The correlations between the results from the rubric raters and both judge groups also demonstrated a high level of concurrence. These high correlations suggest that both ACJ and rubric scoring capture similar information about the L2 speech samples being evaluated. In other words, ACJ has shown potential for effectively assessing pronunciation with CEFR-CV intelligibility as its central construct. Moreover, ACJ provides judges with greater flexibility to assess various aspects of pronunciation, potentially offering more adjustable and comprehensive evaluation results than rubric ratings, which are bound by fixed standards. Although Pollitt (2012) drew similar conclusions, further research and evidence are required to support these findings. Furthermore, due to the limited sample size in this study (e.g., two raters), caution is warranted when interpreting these results. Further research with larger sample sizes is necessary to strengthen the evidence.
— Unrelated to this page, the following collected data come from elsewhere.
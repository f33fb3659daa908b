//! Password strength checking against a k-anonymity breach corpus.
//!
//! Length bounds are checked locally; anything in range is then looked up
//! against a breach-range API by the first five hex characters of its SHA-1
//! digest. Only the prefix leaves the process.

use std::time::Duration;

use sha1::{Digest, Sha1};

use tablehub_core::config::auth::AuthConfig;
use tablehub_core::error::AppError;

/// Outcome of a strength check.
#[derive(Debug, Clone, Copy, PartialEq, Eq)]
pub enum PasswordStrength {
    /// Acceptable: within length bounds and not found in the breach corpus.
    Strong,
    /// Rejected: out of bounds or present in the breach corpus.
    Weak,
}

/// Checks candidate passwords against local policy and the breach corpus.
#[derive(Debug, Clone)]
pub struct PasswordStrengthChecker {
    client: reqwest::Client,
    api_url: String,
    min_length: usize,
    max_length: usize,
}

impl PasswordStrengthChecker {
    /// Creates a new strength checker from configuration.
    ///
    /// The HTTP timeout is mandatory: a hung breach lookup must surface as a
    /// retryable failure, never stall the signup pipeline indefinitely.
    pub fn new(config: &AuthConfig) -> Result<Self, AppError> {
        let client = reqwest::Client::builder()
            .timeout(Duration::from_secs(config.breach_timeout_seconds))
            .build()
            .map_err(|e| {
                AppError::with_source(
                    tablehub_core::error::ErrorKind::Configuration,
                    format!("Failed to build breach-lookup client: {e}"),
                    e,
                )
            })?;

        Ok(Self {
            client,
            api_url: config.breach_api_url.trim_end_matches('/').to_string(),
            min_length: config.password_min_length,
            max_length: config.password_max_length,
        })
    }

    /// Check a candidate password.
    ///
    /// A transport or server failure during the breach lookup is returned as
    /// an `ExternalService` error, never as a strength verdict.
    pub async fn check(&self, password: &str) -> Result<PasswordStrength, AppError> {
        // Bounds are in characters, not bytes, so multibyte input is not
        // over-counted.
        let length = password.chars().count();
        if length < self.min_length || length > self.max_length {
            return Ok(PasswordStrength::Weak);
        }

        let digest = hex::encode(Sha1::digest(password.as_bytes())).to_uppercase();
        let (prefix, suffix) = digest.split_at(5);

        let url = format!("{}/{}", self.api_url, prefix);
        let response = self.client.get(&url).send().await.map_err(|e| {
            AppError::with_source(
                tablehub_core::error::ErrorKind::ExternalService,
                "Breach-corpus lookup failed",
                e,
            )
        })?;

        if !response.status().is_success() {
            return Err(AppError::external_service(format!(
                "Breach-corpus lookup returned status {}",
                response.status()
            )));
        }

        let body = response.text().await.map_err(|e| {
            AppError::with_source(
                tablehub_core::error::ErrorKind::ExternalService,
                "Failed to read breach-corpus response",
                e,
            )
        })?;

        if suffix_in_range_body(&body, suffix) {
            Ok(PasswordStrength::Weak)
        } else {
            Ok(PasswordStrength::Strong)
        }
    }
}

/// Scan a breach-range response body for an exact suffix match.
///
/// Each line has the form `SUFFIX:COUNT` with an uppercase 35-hex-char
/// suffix.
fn suffix_in_range_body(body: &str, suffix: &str) -> bool {
    body.lines().any(|line| {
        line.split(':')
            .next()
            .is_some_and(|candidate| candidate.trim().eq_ignore_ascii_case(suffix))
    })
}

#[cfg(test)]
mod tests {
    use super::*;

    #[test]
    fn test_suffix_match_found() {
        let body = "0018A45C4D1DEF81644B54AB7F969B88D65:1\n00D4F6E8FA6EECAD2A3AA415EEC418D38EC:2\n";
        assert!(suffix_in_range_body(
            body,
            "0018A45C4D1DEF81644B54AB7F969B88D65"
        ));
    }

    #[test]
    fn test_suffix_match_absent() {
        let body = "0018A45C4D1DEF81644B54AB7F969B88D65:1\n";
        assert!(!suffix_in_range_body(
            body,
            "FFFFFFFFFFFFFFFFFFFFFFFFFFFFFFFFFFF"
        ));
    }

    #[test]
    fn test_suffix_match_case_insensitive() {
        let body = "0018a45c4d1def81644b54ab7f969b88d65:1\n";
        assert!(suffix_in_range_body(
            body,
            "0018A45C4D1DEF81644B54AB7F969B88D65"
        ));
    }

    #[tokio::test]
    async fn test_length_bounds_rejected_locally() {
        let checker = PasswordStrengthChecker::new(&AuthConfig::default()).unwrap();
        assert_eq!(checker.check("short").await.unwrap(), PasswordStrength::Weak);
        assert_eq!(
            checker.check(&"x".repeat(256)).await.unwrap(),
            PasswordStrength::Weak
        );
    }

    #[tokio::test]
    async fn test_length_bounds_count_chars_not_bytes() {
        let checker = PasswordStrengthChecker::new(&AuthConfig::default()).unwrap();
        // Seven characters, fourteen bytes: still under the minimum.
        assert_eq!(
            checker.check(&"ñ".repeat(7)).await.unwrap(),
            PasswordStrength::Weak
        );
    }
}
Content analysis of the TAPs revealed that judges reported decision-making criteria align with those features identified as contributing to L2 pronunciation constructs. We identified six micro criteria frequently mentioned by judges: (a) articulation accuracy (n = 261, 17.10%), (b) repetition accuracy (n = 177, 11.60%), (c) grammatical accuracy (n = 121, 7.92%), (d) fluidity (n = 118, 7.73%), (e) information accuracy (n = 94, 6.16%), and (f) articulation clarity (n = 84, 5.50%). These criteria span five macro assessment domains: segmentals, suprasegmentals, fluency, grammar, and discourse. This aligns with L2 studies on intelligibility and comprehensibility that have found that these constructs are associated with a wide range of linguistic features (e.g., Kang et al., 2020; Trofimovich et al., 2022). Nevertheless, the focus on syntactic and semantic aspects often depends on task type. Typically, this emphasis is evident in tasks that elicit spontaneous speech, providing a context for evaluating speakers' syntactic and semantic performance. The close alignment between our analysis and existing literature indicates a degree of scoring validity of ACJ in assessing CEFR-CV intelligibility. Furthermore, the criteria identified in the TAPs cover dimensions operationalised in CEFR-CV intelligibility, suggesting that judges appropriately applied this definition as a holistic criterion in their judgement process. It should be noted, however, that the discourse dimension in this study primarily measures the quantity and accuracy of the speakers’ information delivery and does not fully explore speech coherence and content breadth due to task type limitations. Consequently, further research into more uncontrolled and extended task types is advised (Munro & Derwing, 1995a).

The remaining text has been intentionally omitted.